On the “set” Doane tried to beat the starter, and was put back a foot. All hung well on the next trial, and the pistol shot sent them away. Doane flashed into the front rank at the outset, but he was clumsy on the second hurdle and lost his advantage. Kilham and Archer rose from the start together. Kilham reached the first hurdle a foot ahead, but Archer gained on the hurdle jump. It was the same on the second. At the third hurdle, four runners seemed to sweep the air abreast, but Doane and Whelan lost a fraction of a second in clearing, and fell a foot behind Kilham and Archer. On the final stretch the Hillbury man drove himself to the front. Sam strained at his sluggish muscles with every power of nerve and brain, but Kilham was the faster. Sam’s frantic efforts, though insufficient to carry him past Kilham, at least enabled him to hold a place ahead of his pursuers. He crossed the line second, adjudged to have the better of Whelan by a few inches.

“What do you honestly think, Collins?” demanded Sam, as the two talked over the day’s happenings on the train that evening. “Shall I ever be able to beat that fellow, or is he going to do me right along for the next four years?”

“I don’t know,” returned Collins, frankly. “Kilham’s a mighty good hurdler for a schoolboy, but he isn’t the best there ever was.

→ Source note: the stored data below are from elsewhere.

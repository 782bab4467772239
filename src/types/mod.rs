/// Record types exchanged with a graph server
///
/// - RecordId: 64-bit record address with embedded class ID and position
/// - Vertex / NewVertex: stored and to-be-stored vertex records
/// - Edge / NewEdge: stored and to-be-stored edge records
/// - ClassKind: which side of the graph a remote class belongs to

pub mod edge;
pub mod record_id;
pub mod vertex;

pub use edge::{Edge, NewEdge};
pub use record_id::{RecordId, RecordIdError};
pub use vertex::{NewVertex, Vertex};

use serde::{Deserialize, Serialize};
use std::fmt;

/// Side of the graph a remote class partitions
#[derive(Debug, Clone, Copy, PartialEq, Eq, Hash, PartialOrd, Ord, Serialize, Deserialize)]
pub enum ClassKind {
    Vertex,
    Edge,
}

impl ClassKind {
    /// Key-space tag used by storage backends
    pub fn tag(&self) -> char {
        match self {
            ClassKind::Vertex => 'v',
            ClassKind::Edge => 'e',
        }
    }
}

impl fmt::Display for ClassKind {
    fn fmt(&self, f: &mut fmt::Formatter<'_>) -> fmt::Result {
        match self {
            ClassKind::Vertex => write!(f, "vertex"),
            ClassKind::Edge => write!(f, "edge"),
        }
    }
}

/// Remote class descriptor
#[derive(Debug, Clone, PartialEq, Eq, Serialize, Deserialize)]
pub struct ClassInfo {
    /// Class ID embedded in every RecordId of the class
    pub id: u16,

    /// Class name (the type label)
    pub name: String,

    pub kind: ClassKind,

    /// Table column the class name was drawn from, if any
    pub label_column: Option<String>,
}
/// Batch import
///
/// Reads every class of a database back into a vertex table and an edge
/// table:
/// - the vertex key becomes the key column, the edge endpoints become the
///   source and destination columns (see `EdgeOrientation`)
/// - stored attributes become columns, typed from the values found
/// - a class created from a type column gets its name folded back into that
///   column

use super::connection::Connection;
use super::graph::Graph;
use super::summary::{ImportSummary, LabelCounts};
use crate::error::{BridgeError, BridgeResult};
use crate::table::{Column, ColumnType, Schema, Table, Value};
use crate::types::{ClassInfo, ClassKind};
use serde::{Deserialize, Serialize};
use serde_json::{Map, Value as JsonValue};
use std::collections::HashMap;
use std::fmt;
use std::str::FromStr;
use tracing::{debug, info};

/// Which stored endpoint lands in the source column on import
#[derive(Debug, Clone, Copy, PartialEq, Eq, Default, Serialize, Deserialize)]
#[serde(rename_all = "lowercase")]
pub enum EdgeOrientation {
    /// `src` holds the out-vertex, as exported
    #[default]
    Preserved,
    /// `src` holds the in-vertex and `dst` the out-vertex
    Swapped,
}

impl EdgeOrientation {
    /// Order a stored `(out, in)` pair as `(src, dst)`
    pub fn orient<T>(&self, out: T, into: T) -> (T, T) {
        match self {
            EdgeOrientation::Preserved => (out, into),
            EdgeOrientation::Swapped => (into, out),
        }
    }
}

impl fmt::Display for EdgeOrientation {
    fn fmt(&self, f: &mut fmt::Formatter<'_>) -> fmt::Result {
        match self {
            EdgeOrientation::Preserved => write!(f, "preserved"),
            EdgeOrientation::Swapped => write!(f, "swapped"),
        }
    }
}

impl FromStr for EdgeOrientation {
    type Err = String;

    fn from_str(s: &str) -> Result<Self, Self::Err> {
        match s.to_ascii_lowercase().as_str() {
            "preserved" => Ok(EdgeOrientation::Preserved),
            "swapped" => Ok(EdgeOrientation::Swapped),
            other => Err(format!("unknown edge orientation '{}'", other)),
        }
    }
}

/// Import column naming and edge orientation
#[derive(Debug, Clone, PartialEq, Eq)]
pub struct ImportOptions {
    pub orientation: EdgeOrientation,
    pub key_column: String,
    pub src_column: String,
    pub dst_column: String,
}

impl Default for ImportOptions {
    fn default() -> Self {
        Self {
            orientation: EdgeOrientation::default(),
            key_column: "id".to_string(),
            src_column: "src".to_string(),
            dst_column: "dst".to_string(),
        }
    }
}

/// A graph read back from a database, with its summary
#[derive(Debug, Clone)]
pub struct ImportedGraph {
    pub summary: ImportSummary,
    pub graph: Graph,
}

impl ImportedGraph {
    pub fn vertices(&self) -> &Table {
        &self.graph.vertices
    }

    pub fn edges(&self) -> &Table {
        &self.graph.edges
    }
}

/// One stored record flattened to its id columns, attributes and class
struct Row<'a> {
    ids: Vec<String>,
    properties: &'a Map<String, JsonValue>,
    class: &'a ClassInfo,
}

/// Read the whole database
pub async fn import(conn: &Connection, options: &ImportOptions) -> BridgeResult<ImportedGraph> {
    let db = conn.session();
    let remote = |e| BridgeError::from_server(conn.url(), e);

    let vertex_classes = db.classes(ClassKind::Vertex).await.map_err(remote)?;
    let mut vertex_types = LabelCounts::new();
    let mut vertex_records = Vec::with_capacity(vertex_classes.len());
    for class in &vertex_classes {
        let records = db.scan_vertices(&class.name).await.map_err(remote)?;
        debug!("Read {} vertices from class {}", records.len(), class.name);
        vertex_types.insert(class.name.clone(), records.len() as u64);
        vertex_records.push((class, records));
    }

    let edge_classes = db.classes(ClassKind::Edge).await.map_err(remote)?;
    let mut edge_types = LabelCounts::new();
    let mut edge_records = Vec::with_capacity(edge_classes.len());
    for class in &edge_classes {
        let records = db.scan_edges(&class.name).await.map_err(remote)?;
        debug!("Read {} edges from class {}", records.len(), class.name);
        edge_types.insert(class.name.clone(), records.len() as u64);
        edge_records.push((class, records));
    }

    let vertex_rows = vertex_records.iter().flat_map(|(class, records)| {
        records.iter().map(move |v| Row {
            ids: vec![v.key.clone()],
            properties: &v.properties,
            class: *class,
        })
    });
    let vertices = build_table(&[options.key_column.as_str()], vertex_rows)?;

    let edge_rows = edge_records.iter().flat_map(|(class, records)| {
        records.iter().map(move |e| {
            let (src, dst) = options.orientation.orient(&e.out_key, &e.in_key);
            Row {
                ids: vec![src.clone(), dst.clone()],
                properties: &e.properties,
                class: *class,
            }
        })
    });
    let edges = build_table(
        &[options.src_column.as_str(), options.dst_column.as_str()],
        edge_rows,
    )?;

    let summary = ImportSummary::new(conn.db_uri(), vertex_types, edge_types);
    info!(
        "Imported {} vertices and {} edges from {}",
        summary.total_vertices(),
        summary.total_edges(),
        conn.url()
    );
    Ok(ImportedGraph {
        summary,
        graph: Graph::new(vertices, edges),
    })
}

/// Column layout under construction: id columns, then attributes in order of
/// first appearance, then label columns
#[derive(Default)]
struct Layout {
    columns: Vec<(String, Option<ColumnType>)>,
    index: HashMap<String, usize>,
}

impl Layout {
    fn add(&mut self, name: &str, dtype: Option<ColumnType>) -> usize {
        if let Some(&idx) = self.index.get(name) {
            let merged = widen(self.columns[idx].1, dtype);
            self.columns[idx].1 = merged;
            return idx;
        }
        self.columns.push((name.to_string(), dtype));
        self.index.insert(name.to_string(), self.columns.len() - 1);
        self.columns.len() - 1
    }

    fn schema(&self) -> BridgeResult<Schema> {
        let columns = self
            .columns
            .iter()
            .map(|(name, dtype)| Column::new(name.clone(), dtype.unwrap_or(ColumnType::Str)))
            .collect();
        Ok(Schema::new(columns)?)
    }
}

/// Common type of two observed column types
fn widen(a: Option<ColumnType>, b: Option<ColumnType>) -> Option<ColumnType> {
    match (a, b) {
        (None, t) | (t, None) => t,
        (Some(x), Some(y)) if x == y => Some(x),
        (Some(ColumnType::Int), Some(ColumnType::Float))
        | (Some(ColumnType::Float), Some(ColumnType::Int)) => Some(ColumnType::Float),
        _ => Some(ColumnType::Str),
    }
}

/// Fit a cell to its column's final type
fn coerce(value: Value, dtype: ColumnType) -> Value {
    match (value, dtype) {
        (Value::Null, _) => Value::Null,
        (Value::Int(i), ColumnType::Float) => Value::Float(i as f64),
        (v, ColumnType::Str) if !matches!(v, Value::Str(_)) => Value::Str(v.to_string()),
        (v, _) => v,
    }
}

fn build_table<'a>(id_columns: &[&str], rows: impl Iterator<Item = Row<'a>>) -> BridgeResult<Table> {
    let rows: Vec<Row<'a>> = rows.collect();
    let mut layout = Layout::default();
    for name in id_columns {
        layout.add(name, Some(ColumnType::Str));
    }
    for row in &rows {
        for (name, value) in row.properties {
            layout.add(name, Value::from_json(value).dtype());
        }
    }
    for row in &rows {
        if let Some(column) = &row.class.label_column {
            layout.add(column, Some(ColumnType::Str));
        }
    }

    let schema = layout.schema()?;
    let mut table = Table::new(schema.clone());
    for row in rows {
        let mut cells = vec![Value::Null; schema.len()];
        for (idx, id) in row.ids.into_iter().enumerate() {
            cells[idx] = Value::Str(id);
        }
        for (name, value) in row.properties {
            if let Some(idx) = layout.index.get(name) {
                cells[*idx] = coerce(Value::from_json(value), schema.columns()[*idx].dtype);
            }
        }
        if let Some(column) = &row.class.label_column {
            if let Some(idx) = layout.index.get(column) {
                cells[*idx] = Value::Str(row.class.name.clone());
            }
        }
        table.push_row(cells)?;
    }
    Ok(table)
}

#[cfg(test)]
mod tests {
    use super::*;
    use crate::bridge::connection::{resolve, Credentials, OpenMode};
    use crate::server::MemoryServer;
    use crate::types::{NewEdge, NewVertex};
    use serde_json::json;

    fn props(value: JsonValue) -> Map<String, JsonValue> {
        value.as_object().cloned().unwrap_or_default()
    }

    async fn seeded() -> (MemoryServer, Connection) {
        let server = MemoryServer::new("localhost", 2424, "root");
        let conn = resolve(
            &server,
            "memory:seeded",
            &Credentials::new("admin", "admin", "root"),
            OpenMode::CreateIfMissing,
        )
        .await
        .unwrap();
        let db = conn.session();
        db.create_class(ClassKind::Vertex, "F", Some("gender")).await.unwrap();
        db.create_class(ClassKind::Vertex, "M", Some("gender")).await.unwrap();
        db.create_class(ClassKind::Edge, "E", None).await.unwrap();
        db.insert_vertices(
            "M",
            vec![
                NewVertex::new("1", props(json!({"age": 30}))),
                NewVertex::new("2", props(json!({"age": 41.5}))),
            ],
        )
        .await
        .unwrap();
        db.insert_vertices("F", vec![NewVertex::new("3", props(json!({"age": null})))])
            .await
            .unwrap();
        db.insert_edges(
            "E",
            vec![
                NewEdge::new("1", "2", props(json!({"since": 2019}))),
                NewEdge::new("3", "1", Map::new()),
            ],
        )
        .await
        .unwrap();
        (server, conn)
    }

    #[tokio::test]
    async fn test_import_folds_labels_and_types() {
        let (_server, conn) = seeded().await;
        let imported = import(&conn, &ImportOptions::default()).await.unwrap();

        let vertices = imported.vertices();
        assert_eq!(vertices.schema().names(), vec!["id", "age", "gender"]);
        assert_eq!(vertices.schema().columns()[1].dtype, ColumnType::Float);
        assert_eq!(vertices.count(), 3);
        // classes are read in name order
        assert_eq!(vertices.rows()[0], vec![Value::from("3"), Value::Null, Value::from("F")]);
        assert_eq!(vertices.rows()[1][1], Value::Float(30.0));

        assert_eq!(imported.summary.vertex_types()["M"], 2);
        assert_eq!(imported.summary.total_vertices(), 3);
        assert_eq!(imported.summary.total_edges(), 2);
    }

    #[tokio::test]
    async fn test_import_edge_orientation() {
        let (_server, conn) = seeded().await;

        let preserved = import(&conn, &ImportOptions::default()).await.unwrap();
        let edges = preserved.edges();
        assert_eq!(edges.schema().names(), vec!["src", "dst", "since"]);
        assert_eq!(edges.rows()[0][..2], [Value::from("1"), Value::from("2")]);

        let options = ImportOptions {
            orientation: EdgeOrientation::Swapped,
            ..ImportOptions::default()
        };
        let swapped = import(&conn, &options).await.unwrap();
        assert_eq!(swapped.edges().rows()[0][..2], [Value::from("2"), Value::from("1")]);
        assert_eq!(swapped.edges().rows()[1][2], Value::Null);
    }

    #[tokio::test]
    async fn test_import_empty_database() {
        let server = MemoryServer::new("localhost", 2424, "root");
        let conn = resolve(
            &server,
            "memory:empty_import",
            &Credentials::new("reader", "reader", "root"),
            OpenMode::CreateIfMissing,
        )
        .await
        .unwrap();
        let imported = import(&conn, &ImportOptions::default()).await.unwrap();
        assert!(imported.vertices().is_empty());
        assert_eq!(imported.vertices().schema().names(), vec!["id"]);
        assert_eq!(imported.edges().schema().names(), vec!["src", "dst"]);
    }

    #[test]
    fn test_orientation_parse() {
        assert_eq!("Swapped".parse::<EdgeOrientation>(), Ok(EdgeOrientation::Swapped));
        assert_eq!("preserved".parse::<EdgeOrientation>(), Ok(EdgeOrientation::Preserved));
        assert!("sideways".parse::<EdgeOrientation>().is_err());
        assert_eq!(EdgeOrientation::Swapped.orient(1, 2), (2, 1));
    }
}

I’ve seen him weaken a good bit on the last thirty yards of the one-twenty. You’re about even on starting, and he’s faster, but you’ve got the staying power. It’ll depend on how you learn to take the hurdles. You wouldn’t have the ghost of a show on the low ones, but on the high—well, I’ve seen a lot of good men beaten on the last twenty yards of the high hurdles.”

Such was the dubious form which Collins’s encouragement took. Collins believed thoroughly in the efficacy of work; he was also convinced that Archer was slowly “coming,” but he was not one to raise false hopes.

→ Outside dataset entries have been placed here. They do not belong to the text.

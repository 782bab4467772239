/// In-memory tabular datasets
///
/// This module provides the row-major table the bridge reads from and writes to:
/// - Schema: ordered, typed column list
/// - Value: a single typed cell
/// - Table: rows plus the column operations graph preparation needs
///   (rename, drop, append, dedup, distinct)
/// - CSV import/export with an explicit schema

pub mod csv_io;
pub mod schema;
pub mod value;

pub use csv_io::CsvOptions;
pub use schema::{Column, ColumnType, Schema};
pub use value::Value;

use std::collections::{BTreeSet, HashMap, HashSet};
use thiserror::Error;

/// Table errors
#[derive(Error, Debug)]
pub enum TableError {
    #[error("Column not found: {0}")]
    ColumnNotFound(String),

    #[error("Duplicate column: {0}")]
    DuplicateColumn(String),

    #[error("Invalid schema: {0}")]
    InvalidSchema(String),

    #[error("Row {row} out of range for a table of {count} rows")]
    RowOutOfRange { row: usize, count: usize },

    #[error("Row {row} has {actual} values, schema has {expected} columns")]
    Arity {
        row: usize,
        expected: usize,
        actual: usize,
    },

    #[error("Column '{column}' expects {expected}, got {actual}")]
    TypeMismatch {
        column: String,
        expected: ColumnType,
        actual: ColumnType,
    },

    #[error("Row {row}: cannot parse '{value}' as {dtype} for column '{column}'")]
    Parse {
        row: usize,
        column: String,
        value: String,
        dtype: ColumnType,
    },

    #[error("CSV error: {0}")]
    Csv(#[from] csv::Error),

    #[error("IO error: {0}")]
    Io(#[from] std::io::Error),
}

pub type TableResult<T> = Result<T, TableError>;

/// Row-major table with a typed schema
#[derive(Debug, Clone, PartialEq, Default)]
pub struct Table {
    schema: Schema,
    rows: Vec<Vec<Value>>,
}

impl Table {
    /// Create an empty table
    pub fn new(schema: Schema) -> Self {
        Self {
            schema,
            rows: Vec::new(),
        }
    }

    /// Create a table from rows, checking arity and cell types
    pub fn from_rows(schema: Schema, rows: Vec<Vec<Value>>) -> TableResult<Self> {
        let mut table = Self::new(schema);
        for row in rows {
            table.push_row(row)?;
        }
        Ok(table)
    }

    pub fn push_row(&mut self, row: Vec<Value>) -> TableResult<()> {
        if row.len() != self.schema.len() {
            return Err(TableError::Arity {
                row: self.rows.len(),
                expected: self.schema.len(),
                actual: row.len(),
            });
        }
        for (value, column) in row.iter().zip(self.schema.columns()) {
            value.check_type(&column.name, column.dtype)?;
        }
        self.rows.push(row);
        Ok(())
    }

    pub fn schema(&self) -> &Schema {
        &self.schema
    }

    pub fn rows(&self) -> &[Vec<Value>] {
        &self.rows
    }

    pub fn count(&self) -> usize {
        self.rows.len()
    }

    pub fn is_empty(&self) -> bool {
        self.rows.is_empty()
    }

    /// Cell at `row` in column `name`
    pub fn value(&self, row: usize, name: &str) -> TableResult<&Value> {
        let idx = self.schema.require(name)?;
        let cells = self.rows.get(row).ok_or(TableError::RowOutOfRange {
            row,
            count: self.rows.len(),
        })?;
        Ok(&cells[idx])
    }

    /// All values of one column, in row order
    pub fn column_values(&self, name: &str) -> TableResult<Vec<&Value>> {
        let idx = self.schema.require(name)?;
        Ok(self.rows.iter().map(|row| &row[idx]).collect())
    }

    /// Distinct values of one column, sorted
    pub fn distinct(&self, name: &str) -> TableResult<BTreeSet<Value>> {
        let idx = self.schema.require(name)?;
        Ok(self.rows.iter().map(|row| row[idx].clone()).collect())
    }

    /// Rename columns in place
    ///
    /// Renames are applied together, so `{a: b, b: a}` swaps two columns.
    pub fn rename_columns(&mut self, renames: &[(&str, &str)]) -> TableResult<()> {
        let mut names: Vec<String> = self
            .schema
            .columns()
            .iter()
            .map(|c| c.name.clone())
            .collect();
        for (from, to) in renames {
            let idx = self.schema.require(from)?;
            names[idx] = to.to_string();
        }
        let columns = names
            .into_iter()
            .zip(self.schema.columns())
            .map(|(name, column)| Column::new(name, column.dtype))
            .collect();
        self.schema = Schema::new(columns)?;
        Ok(())
    }

    /// Remove columns in place
    pub fn drop_columns(&mut self, names: &[&str]) -> TableResult<()> {
        let mut dropped = HashSet::new();
        for name in names {
            dropped.insert(self.schema.require(name)?);
        }
        self.schema
            .columns_mut()
            .retain_indexed(|idx| !dropped.contains(&idx));
        for row in &mut self.rows {
            row.retain_indexed(|idx| !dropped.contains(&idx));
        }
        Ok(())
    }

    /// Append the rows of `other`, matching columns by name
    ///
    /// Columns only present in `other` are added to this table's schema and
    /// existing rows get `Null` for them; columns missing from `other` are
    /// filled with `Null` in the appended rows.
    pub fn append(&mut self, other: &Table) -> TableResult<()> {
        for column in other.schema.columns() {
            match self.schema.index_of(&column.name) {
                Some(idx) => {
                    let mine = self.schema.columns()[idx].dtype;
                    if mine != column.dtype {
                        return Err(TableError::TypeMismatch {
                            column: column.name.clone(),
                            expected: mine,
                            actual: column.dtype,
                        });
                    }
                }
                None => {
                    self.schema.columns_mut().push(column.clone());
                    for row in &mut self.rows {
                        row.push(Value::Null);
                    }
                }
            }
        }

        let mapping: Vec<Option<usize>> = self
            .schema
            .columns()
            .iter()
            .map(|c| other.schema.index_of(&c.name))
            .collect();
        self.rows.reserve(other.rows.len());
        for row in &other.rows {
            let mapped = mapping
                .iter()
                .map(|src| src.map(|i| row[i].clone()).unwrap_or(Value::Null))
                .collect();
            self.rows.push(mapped);
        }
        Ok(())
    }

    /// Remove rows whose key columns repeat an earlier row; first occurrence wins
    pub fn drop_duplicates(&mut self, keys: &[&str]) -> TableResult<()> {
        let indices = keys
            .iter()
            .map(|k| self.schema.require(k))
            .collect::<TableResult<Vec<_>>>()?;
        let mut seen = HashSet::new();
        self.rows.retain(|row| {
            let key: Vec<Value> = indices.iter().map(|&i| row[i].clone()).collect();
            seen.insert(key)
        });
        Ok(())
    }

    /// Group row indices by the text of a column
    pub fn group_by(&self, name: &str) -> TableResult<HashMap<String, Vec<usize>>> {
        let idx = self.schema.require(name)?;
        let mut groups: HashMap<String, Vec<usize>> = HashMap::new();
        for (i, row) in self.rows.iter().enumerate() {
            groups.entry(row[idx].to_string()).or_default().push(i);
        }
        Ok(groups)
    }
}

/// `Vec::retain` with access to the element index
trait RetainIndexed<T> {
    fn retain_indexed<F: FnMut(usize) -> bool>(&mut self, keep: F);
}

impl<T> RetainIndexed<T> for Vec<T> {
    fn retain_indexed<F: FnMut(usize) -> bool>(&mut self, mut keep: F) {
        let mut idx = 0;
        self.retain(|_| {
            let k = keep(idx);
            idx += 1;
            k
        });
    }
}

#[cfg(test)]
mod tests {
    use super::*;

    fn edge_table() -> Table {
        let schema = Schema::parse("src:str,dst:str,src_type:str,dst_type:str,edge_type:str").unwrap();
        let rows = vec![
            vec!["1".into(), "2".into(), "F".into(), "M".into(), "friend".into()],
            vec!["2".into(), "3".into(), "M".into(), "M".into(), "follower".into()],
            vec!["1".into(), "3".into(), "F".into(), "M".into(), "friend".into()],
        ];
        Table::from_rows(schema, rows).unwrap()
    }

    #[test]
    fn test_from_rows_checks_arity_and_types() {
        let schema = Schema::parse("id:str,age:int").unwrap();
        let arity = Table::from_rows(schema.clone(), vec![vec!["a".into()]]);
        assert!(matches!(arity, Err(TableError::Arity { expected: 2, actual: 1, .. })));

        let typed = Table::from_rows(schema, vec![vec!["a".into(), "x".into()]]);
        assert!(matches!(typed, Err(TableError::TypeMismatch { .. })));
    }

    #[test]
    fn test_value_out_of_range() {
        let table = edge_table();
        assert_eq!(table.value(2, "edge_type").unwrap(), &Value::from("friend"));
        assert!(matches!(
            table.value(3, "edge_type"),
            Err(TableError::RowOutOfRange { row: 3, count: 3 })
        ));
        assert!(matches!(table.value(0, "ERR"), Err(TableError::ColumnNotFound(_))));
    }

    #[test]
    fn test_vertex_table_preparation() {
        let edges = edge_table();

        let mut vertices = edges.clone();
        vertices.rename_columns(&[("src", "id"), ("src_type", "gender")]).unwrap();
        vertices.drop_columns(&["dst", "dst_type", "edge_type"]).unwrap();

        let mut targets = edges.clone();
        targets.rename_columns(&[("dst", "id"), ("dst_type", "gender")]).unwrap();
        targets.drop_columns(&["src", "src_type", "edge_type"]).unwrap();

        vertices.append(&targets).unwrap();
        assert_eq!(vertices.count(), 6);

        vertices.drop_duplicates(&["id"]).unwrap();
        assert_eq!(vertices.schema().names(), vec!["id", "gender"]);
        assert_eq!(vertices.count(), 3);

        let ids: Vec<String> = vertices
            .column_values("id")
            .unwrap()
            .iter()
            .map(|v| v.to_string())
            .collect();
        assert_eq!(ids, vec!["1", "2", "3"]);
    }

    #[test]
    fn test_rename_swaps() {
        let mut edges = edge_table();
        edges.rename_columns(&[("src", "dst"), ("dst", "src")]).unwrap();
        assert_eq!(edges.schema().names()[..2], ["dst", "src"]);
    }

    #[test]
    fn test_rename_collision_rejected() {
        let mut edges = edge_table();
        let result = edges.rename_columns(&[("src", "dst")]);
        assert!(matches!(result, Err(TableError::DuplicateColumn(_))));
    }

    #[test]
    fn test_append_fills_missing_columns() {
        let mut left = Table::from_rows(
            Schema::parse("id:str").unwrap(),
            vec![vec!["a".into()]],
        )
        .unwrap();
        let right = Table::from_rows(
            Schema::parse("id:str,age:int").unwrap(),
            vec![vec!["b".into(), Value::Int(4)]],
        )
        .unwrap();

        left.append(&right).unwrap();
        assert_eq!(left.schema().names(), vec!["id", "age"]);
        assert_eq!(left.rows()[0], vec![Value::from("a"), Value::Null]);
        assert_eq!(left.rows()[1], vec![Value::from("b"), Value::Int(4)]);
    }

    #[test]
    fn test_distinct_and_group_by() {
        let edges = edge_table();
        let kinds: Vec<Value> = edges.distinct("edge_type").unwrap().into_iter().collect();
        assert_eq!(kinds, vec![Value::from("follower"), Value::from("friend")]);

        let groups = edges.group_by("edge_type").unwrap();
        assert_eq!(groups["friend"], vec![0, 2]);
        assert_eq!(groups["follower"], vec![1]);
        assert!(edges.group_by("missing").is_err());
    }
}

“Then you really think I can improve on the hurdle work?” pursued Sam.

“Of course. You jump too high, and that first stride when you come down is too long. You bring your outer foot around well, but it goes out too far. You ought to better that a good bit in the spring practice.”

Whatever Collins may have expected from the spring training, he had no reason to complain of Sam’s diligence. The average boy will work with great zeal for the first and last weeks of his preparation for an important contest. He usually starts with enthusiasm, allows his ardor to ebb under the tiresome monotony of the daily drudgery, and warms to his work again as the crisis approaches. And not infrequently does it happen that the loss by this middle period of neglect proves so serious that the candidate drops out discouraged before the test arrives. It was one of Collins’s strong points as a trainer that he tried to carry his charges all the way. He did not trust all reports or accept every excuse. He strove to know what his boys were doing, how they were spending their time, what they ate and drank, where they went. He made no apologies for searching closely into the lives which the boys were leading. Unless they lived properly, played honorably, worked faithfully, he would have none of them.